Pero la explicación de nuestro sentimiento personal de agravio por habernos robado el cielo en el que estábamos acostumbrados a creer debe buscarse en el dicho familiar: "Cuando era niño, hablaba como niño", etc. Instintivamente, y sin saberlo, proyectamos esta forma infantil de ver las cosas sobre todo el mundo del pensamiento que era contemporáneo de nuestra infancia, e inferimos del cambio que se ha apoderado de nuestra propia mente que el cambio correspondiente se ha estado produciendo en la mente. del mundo en general.

Es más fácil caer en esta falacia, porque es un hecho que, si retrocedemos lo suficiente en la historia del pensamiento, encontramos que incluso las mentes maduras ven las cosas de la misma manera que nosotros las veíamos en nuestra primera infancia. Pero permítanme intentar acercarme más y enfrentar la dificultad de una manera más directa y útil. Lo hago preguntando si no debemos sentirnos avergonzados de nosotros mismos, para así hablar de haber sido despojados de la promesa simplemente porque el Padre del cielo nos ha estado mostrando, la lujuria tan rápido como nuestras pobres mentes pudieron soportar la tensión, hasta qué punto. inconmensurable un área que se extiende la Paternidad.

En lugar de lamentarnos porque no podemos empequeñecer el universo de Dios para que encaje perfectamente con la pequeñez de nuestras nociones, volvamos todas nuestras energías a buscar ampliar la capacidad de nuestra fe para que pueda contener más. Lo que todo esto significa es que debemos creer en las mejores cosas de Dios, no en las peores. Puede resultar, ¿quién puede decirlo? - que el cielo está más cerca de nosotros de lo que incluso en nuestra niñez nos atrevimos a suponer; que no sólo está más cerca que el cielo, sino más cerca que las nubes.

La realidad del cielo, felizmente, no depende de la capacidad de nuestros cinco sentidos para descubrir su paradero.

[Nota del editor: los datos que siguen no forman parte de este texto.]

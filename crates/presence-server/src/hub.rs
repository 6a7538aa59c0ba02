//! Presence hub: the single consumer of lifecycle events.
//!
//! Every registry mutation and the fan-out that follows it happen on this
//! task, one event at a time, so peers observe pushes in mutation order.

use std::sync::Arc;
use std::sync::atomic::{AtomicUsize, Ordering};

use tokio::sync::mpsc;
use tokio_util::sync::CancellationToken;

use parley_protocol::constants::WS_CLOSE_SUPERSEDED;

use crate::broadcaster::{BroadcastReport, Broadcaster};
use crate::lifecycle::LifecycleEvent;
use crate::registry::PresenceRegistry;

/// Applies lifecycle events to the registry and broadcasts the result.
pub struct PresenceHub<R: PresenceRegistry> {
    registry: Arc<R>,
    broadcaster: Broadcaster,
    close_superseded: bool,
    /// Active connections, shared with the server for diagnostics.
    active: Arc<AtomicUsize>,
}

impl<R: PresenceRegistry> PresenceHub<R> {
    pub fn new(registry: Arc<R>, close_superseded: bool) -> Self {
        Self {
            registry,
            broadcaster: Broadcaster::new(),
            close_superseded,
            active: Arc::new(AtomicUsize::new(0)),
        }
    }

    /// Counter of active (attached) connections.
    pub fn active_counter(&self) -> Arc<AtomicUsize> {
        Arc::clone(&self.active)
    }

    /// Consumes events until cancelled or until every sender is gone.
    pub async fn run(mut self, mut events: mpsc::Receiver<LifecycleEvent>, cancel: CancellationToken) {
        loop {
            tokio::select! {
                _ = cancel.cancelled() => break,
                event = events.recv() => match event {
                    Some(event) => {
                        self.handle(event).await;
                    }
                    None => break,
                },
            }
        }
        tracing::debug!("presence hub stopped");
    }

    /// Applies one event and broadcasts the resulting online set.
    pub async fn handle(&mut self, event: LifecycleEvent) -> BroadcastReport {
        match event {
            LifecycleEvent::Opened { handle, identity } => {
                self.broadcaster.attach(&handle);

                match identity {
                    Some(user) => {
                        tracing::info!(
                            user = %user,
                            conn = %handle.id(),
                            remote = %handle.meta().remote_addr,
                            "user connected"
                        );
                        let displaced = self.registry.register(user.clone(), handle).await;
                        if let Some(old) = displaced {
                            if self.close_superseded {
                                tracing::info!(user = %user, conn = %old.id(), "closing superseded connection");
                                old.close_with(WS_CLOSE_SUPERSEDED, "superseded by a newer connection");
                            } else {
                                tracing::debug!(user = %user, conn = %old.id(), "superseded connection left open");
                            }
                        }
                    }
                    None => {
                        tracing::info!(conn = %handle.id(), "connection without identity claim, not registered");
                    }
                }
            }

            LifecycleEvent::Closed {
                connection,
                identity,
            } => {
                self.broadcaster.detach(connection);

                if let Some(user) = identity {
                    let removed = self.registry.deregister(&user, connection).await;
                    if !removed {
                        tracing::debug!(user = %user, conn = %connection, "stale disconnect, newer connection kept");
                    }
                }
            }
        }

        self.active.store(self.broadcaster.len(), Ordering::Relaxed);
        self.publish().await
    }

    async fn publish(&self) -> BroadcastReport {
        let online = self.registry.snapshot().await;
        let report = self.broadcaster.broadcast(&online);
        tracing::debug!(
            online = online.len(),
            delivered = report.delivered,
            dropped = report.dropped,
            "presence broadcast"
        );
        report
    }
}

Sin duda, un sexto o séptimo sentido podría revelar rápidamente mucho, mucho de lo cual los cinco que ahora tenemos no nos damos cuenta. Sea como fuere, la razonabilidad de nuestra fe en la promesa de Cristo, de que en el mundo adonde él fue, prepararía un lugar para nosotros, no está en absoluto impugnada por nada que el ajetreado ingenio del hombre haya descubierto todavía, o que sea probable. descubrir.

No hay un período de la vida en el que podamos permitirnos el lujo de evitar la presencia de esta esperanza celestial. Lo necesitamos en la juventud, para dar sentido, propósito y dirección a la vida recién lanzada. Lo necesitamos en la mediana edad para que nos ayude a cubrir pacientemente ese largo trecho que separa la juventud de la vejez: el momento en que desaparecen las ilusiones a la luz seca de la experiencia; el momento en que descubrimos el alcance de nuestro alcance personal y el estrecho límite de nuestro posible logro.

Sobre todo encontraremos tal esperanza en el personal de la vejez, si la peregrinación dura tanto. Pero no imaginemos que podemos posponer la fe hasta entonces. La fe es un hábito del alma, y ​​los ancianos serían los primeros en advertirnos contra la noción de que es un hábito que se puede adquirir en un día. Aquellos de nosotros que somos sabios abordaremos el asunto ahora, en cualquier momento en que la palabra nos haya encontrado. ( WR Huntington, DD ).